*** Opening of Input for this task ***
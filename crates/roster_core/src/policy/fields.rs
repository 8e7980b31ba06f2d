//! Field policy table.
//!
//! # Responsibility
//! - Map each known field name to its sanitization level and semantic rule.
//! - Build per-record field descriptors from a record type's static field
//!   list.
//!
//! # Invariants
//! - Lookups are case-insensitive (`PlayerId` and `playerID` are one entry).
//! - Unmapped fields get `SanitizationLevel::Moderate` and no semantic rule.

use crate::model::roster::RosterRecord;
use once_cell::sync::Lazy;
use std::collections::HashMap;

/// Normalization strength, ordered from weakest to strongest.
#[derive(Debug, Clone, Copy, PartialEq, Eq, PartialOrd, Ord, Hash)]
pub enum SanitizationLevel {
    /// Value is stored as received.
    None,
    /// Whitespace, Unicode punctuation and weak SQL-keyword cleanup.
    Minimal,
    /// `Minimal` plus control-character removal.
    Moderate,
    /// `Moderate` plus invisible-character removal and length cap.
    Strict,
}

impl SanitizationLevel {
    pub fn as_str(self) -> &'static str {
        match self {
            Self::None => "none",
            Self::Minimal => "minimal",
            Self::Moderate => "moderate",
            Self::Strict => "strict",
        }
    }
}

/// Domain rule applied by the semantic validator.
#[derive(Debug, Clone, Copy, PartialEq, Eq, Hash)]
pub enum FieldRule {
    Height,
    Weight,
    Age,
    JerseyNumber,
    Position,
    Handedness,
}

impl FieldRule {
    /// Descriptor kind implied by this rule.
    pub fn kind(self) -> FieldKind {
        match self {
            Self::Height => FieldKind::Pattern,
            Self::Weight | Self::Age | Self::JerseyNumber => FieldKind::Numeric,
            Self::Position | Self::Handedness => FieldKind::Enum,
        }
    }
}

/// Shape of the values a field accepts.
#[derive(Debug, Clone, Copy, PartialEq, Eq, Hash)]
pub enum FieldKind {
    Text,
    Numeric,
    Enum,
    Pattern,
}

/// Policy bound to one field name.
#[derive(Debug, Clone, Copy, PartialEq, Eq)]
pub struct FieldPolicy {
    pub level: SanitizationLevel,
    pub rule: Option<FieldRule>,
}

impl FieldPolicy {
    const DEFAULT: Self = Self {
        level: SanitizationLevel::Moderate,
        rule: None,
    };
}

/// Resolved policy for one text field of a record type.
#[derive(Debug, Clone, Copy, PartialEq, Eq)]
pub struct FieldDescriptor {
    pub name: &'static str,
    pub kind: FieldKind,
    pub level: SanitizationLevel,
}

const POLICY_ENTRIES: &[(&str, SanitizationLevel, Option<FieldRule>)] = &[
    ("FirstName", SanitizationLevel::Minimal, None),
    ("LastName", SanitizationLevel::Minimal, None),
    ("Name", SanitizationLevel::Minimal, None),
    ("Team", SanitizationLevel::Moderate, None),
    ("Position", SanitizationLevel::Strict, Some(FieldRule::Position)),
    (
        "FantasyPosition",
        SanitizationLevel::Strict,
        Some(FieldRule::Position),
    ),
    ("PositionCategory", SanitizationLevel::Strict, None),
    (
        "Number",
        SanitizationLevel::Strict,
        Some(FieldRule::JerseyNumber),
    ),
    ("PlayerId", SanitizationLevel::Strict, None),
    // Height keeps its quote marks, so it is never rewritten.
    ("Height", SanitizationLevel::None, Some(FieldRule::Height)),
    ("Weight", SanitizationLevel::Moderate, Some(FieldRule::Weight)),
    ("Age", SanitizationLevel::Strict, Some(FieldRule::Age)),
    ("CurrentStatus", SanitizationLevel::Moderate, None),
    ("CurrentStatusColor", SanitizationLevel::Strict, None),
    ("College", SanitizationLevel::Moderate, None),
    ("BirthPlace", SanitizationLevel::Moderate, None),
    ("BirthCountry", SanitizationLevel::Moderate, None),
    ("DateOfBirth", SanitizationLevel::Strict, None),
    ("BirthDateShortString", SanitizationLevel::Strict, None),
    (
        "Handed",
        SanitizationLevel::Strict,
        Some(FieldRule::Handedness),
    ),
    ("Drafted", SanitizationLevel::Strict, None),
];

static TABLE: Lazy<FieldPolicyTable> = Lazy::new(FieldPolicyTable::build);

/// Immutable field name → policy mapping.
#[derive(Debug)]
pub struct FieldPolicyTable {
    policies: HashMap<String, FieldPolicy>,
}

impl FieldPolicyTable {
    /// Returns the process-wide table, building it on first access.
    pub fn global() -> &'static FieldPolicyTable {
        &TABLE
    }

    fn build() -> Self {
        let policies = POLICY_ENTRIES
            .iter()
            .map(|(name, level, rule)| {
                (
                    name.to_ascii_lowercase(),
                    FieldPolicy {
                        level: *level,
                        rule: *rule,
                    },
                )
            })
            .collect();
        Self { policies }
    }

    /// Policy for `field`, falling back to the moderate default.
    pub fn policy_for(&self, field: &str) -> FieldPolicy {
        self.policies
            .get(&field.to_ascii_lowercase())
            .copied()
            .unwrap_or(FieldPolicy::DEFAULT)
    }

    /// Sanitization level for `field`.
    pub fn level_for(&self, field: &str) -> SanitizationLevel {
        self.policy_for(field).level
    }

    /// Semantic rule for `field`, if any.
    pub fn rule_for(&self, field: &str) -> Option<FieldRule> {
        self.policy_for(field).rule
    }

    /// Builds one descriptor per text field of `R`, text key first.
    pub fn descriptors<R: RosterRecord>(&self) -> Vec<FieldDescriptor> {
        R::TEXT_KEY
            .iter()
            .chain(R::TEXT_FIELDS)
            .map(|&name| {
                let policy = self.policy_for(name);
                FieldDescriptor {
                    name,
                    kind: policy.rule.map_or(FieldKind::Text, FieldRule::kind),
                    level: policy.level,
                }
            })
            .collect()
    }
}

#[cfg(test)]
mod tests {
    use super::{FieldKind, FieldPolicyTable, FieldRule, SanitizationLevel};
    use crate::model::roster::{MlbRoster, NhlRoster, RosterRecord};

    #[test]
    fn lookup_ignores_case() {
        let table = FieldPolicyTable::global();
        assert_eq!(table.level_for("playerID"), SanitizationLevel::Strict);
        assert_eq!(table.level_for("PLAYERID"), SanitizationLevel::Strict);
        assert_eq!(table.rule_for("height"), Some(FieldRule::Height));
    }

    #[test]
    fn unknown_field_defaults_to_moderate() {
        let policy = FieldPolicyTable::global().policy_for("ShirtSponsor");
        assert_eq!(policy.level, SanitizationLevel::Moderate);
        assert_eq!(policy.rule, None);
    }

    #[test]
    fn levels_are_ordered_by_strength() {
        assert!(SanitizationLevel::None < SanitizationLevel::Minimal);
        assert!(SanitizationLevel::Minimal < SanitizationLevel::Moderate);
        assert!(SanitizationLevel::Moderate < SanitizationLevel::Strict);
    }

    #[test]
    fn descriptors_cover_every_text_field() {
        let descriptors = FieldPolicyTable::global().descriptors::<NhlRoster>();
        assert_eq!(descriptors.len(), NhlRoster::TEXT_FIELDS.len());

        let handed = descriptors.iter().find(|d| d.name == "Handed").unwrap();
        assert_eq!(handed.kind, FieldKind::Enum);
        assert_eq!(handed.level, SanitizationLevel::Strict);

        let birth_place = descriptors.iter().find(|d| d.name == "BirthPlace").unwrap();
        assert_eq!(birth_place.kind, FieldKind::Text);
        assert_eq!(birth_place.level, SanitizationLevel::Moderate);
    }

    #[test]
    fn text_key_gets_a_strict_descriptor() {
        let descriptors = FieldPolicyTable::global().descriptors::<MlbRoster>();
        assert_eq!(descriptors.len(), MlbRoster::TEXT_FIELDS.len() + 1);
        assert_eq!(descriptors[0].name, "PlayerID");
        assert_eq!(descriptors[0].kind, FieldKind::Text);
        assert_eq!(descriptors[0].level, SanitizationLevel::Strict);
    }
}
*** Close of Input for this task ***
**Task details**
From the line holding "assert_eq!(descriptors.len(), MlbRoster::TEXT_FIELDS.len() +" to the final line of the data, output each line exactly and nothing more.

**Response**
        assert_eq!(descriptors.len(), MlbRoster::TEXT_FIELDS.len() + 1);
        assert_eq!(descriptors[0].name, "PlayerID");
        assert_eq!(descriptors[0].kind, FieldKind::Text);
        assert_eq!(descriptors[0].level, SanitizationLevel::Strict);
    }
}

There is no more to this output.